Segment Start: Data shown

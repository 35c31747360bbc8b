//! In-memory store implementing every collaborator trait.
//!
//! Used by tests and by hosts that keep builds in process. Filter
//! expressions are evaluated with [`FilterExpr::matches`].

use std::collections::{BTreeMap, HashMap};
use std::sync::atomic::{AtomicUsize, Ordering};
use std::sync::Arc;

use async_trait::async_trait;
use tokio::sync::RwLock;

use crate::criteria::FilterExpr;
use crate::error::QueryResult;
use crate::models::build::CiBuild;
use crate::models::build_command::CiBuildCommand;
use crate::models::build_plan::CiBuildPlan;
use crate::models::build_target::CiBuildTarget;
use crate::models::buildable::CiBuildable;
use crate::policy::{AllowAll, PolicyObject, Viewer, VisibilityPolicy};
use crate::store::{BuildStore, CommandStore, ObjectResolver, TargetStore};

/// Number of batch reads served, per collaborator.
#[derive(Debug, Default)]
pub struct CallCounts {
    pub builds: AtomicUsize,
    pub objects: AtomicUsize,
    pub commands: AtomicUsize,
    pub targets: AtomicUsize,
}

pub struct MemoryStore {
    builds: RwLock<BTreeMap<i64, CiBuild>>,
    objects: RwLock<HashMap<String, PolicyObject>>,
    commands: RwLock<BTreeMap<i64, CiBuildCommand>>,
    targets: RwLock<BTreeMap<i64, CiBuildTarget>>,
    policy: Arc<dyn VisibilityPolicy>,
    calls: CallCounts,
}

impl Default for MemoryStore {
    fn default() -> Self {
        Self::with_policy(Arc::new(AllowAll))
    }
}

impl MemoryStore {
    pub fn new() -> Self {
        Self::default()
    }

    pub fn with_policy(policy: Arc<dyn VisibilityPolicy>) -> Self {
        Self {
            builds: RwLock::default(),
            objects: RwLock::default(),
            commands: RwLock::default(),
            targets: RwLock::default(),
            policy,
            calls: CallCounts::default(),
        }
    }

    pub fn calls(&self) -> &CallCounts {
        &self.calls
    }

    pub async fn insert_build(&self, build: CiBuild) {
        self.builds.write().await.insert(build.id, build);
    }

    pub async fn insert_buildable(&self, buildable: CiBuildable) {
        self.objects
            .write()
            .await
            .insert(buildable.phid.clone(), PolicyObject::Buildable(buildable));
    }

    pub async fn insert_build_plan(&self, plan: CiBuildPlan) {
        self.objects
            .write()
            .await
            .insert(plan.phid.clone(), PolicyObject::BuildPlan(plan));
    }

    /// Remove a plan, leaving builds that reference it dangling.
    pub async fn delete_build_plan(&self, phid: &str) {
        self.objects.write().await.remove(phid);
    }

    pub async fn insert_command(&self, command: CiBuildCommand) {
        self.commands.write().await.insert(command.id, command);
    }

    pub async fn insert_target(&self, target: CiBuildTarget) {
        self.targets.write().await.insert(target.id, target);
    }
}

#[async_trait]
impl BuildStore for MemoryStore {
    async fn load_builds(&self, filter: &FilterExpr, limit: usize) -> QueryResult<Vec<CiBuild>> {
        self.calls.builds.fetch_add(1, Ordering::Relaxed);
        let builds = self.builds.read().await;
        Ok(builds
            .values()
            .filter(|build| filter.matches(build))
            .take(limit)
            .cloned()
            .collect())
    }
}

#[async_trait]
impl ObjectResolver for MemoryStore {
    async fn resolve(
        &self,
        viewer: &Viewer,
        phids: &[String],
    ) -> QueryResult<HashMap<String, PolicyObject>> {
        self.calls.objects.fetch_add(1, Ordering::Relaxed);
        let objects = self.objects.read().await;
        Ok(phids
            .iter()
            .filter_map(|phid| objects.get(phid))
            .filter(|object| viewer.omnipotent || self.policy.can_view(viewer, object))
            .map(|object| (object.phid().to_string(), object.clone()))
            .collect())
    }
}

#[async_trait]
impl CommandStore for MemoryStore {
    async fn load_commands(&self, build_phids: &[String]) -> QueryResult<Vec<CiBuildCommand>> {
        self.calls.commands.fetch_add(1, Ordering::Relaxed);
        let commands = self.commands.read().await;
        Ok(commands
            .values()
            .filter(|command| build_phids.contains(&command.target_phid))
            .cloned()
            .collect())
    }
}

#[async_trait]
impl TargetStore for MemoryStore {
    async fn load_targets(&self, build_phids: &[String]) -> QueryResult<Vec<CiBuildTarget>> {
        self.calls.targets.fetch_add(1, Ordering::Relaxed);
        let targets = self.targets.read().await;
        Ok(targets
            .values()
            .rev()
            .filter(|target| build_phids.contains(&target.build_phid))
            .cloned()
            .collect())
    }
}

Segment End: Data shown

Exercise details ▸ Each line above that has "limit" adds one to the count; say the final count with no other text.

Answer ▸ 2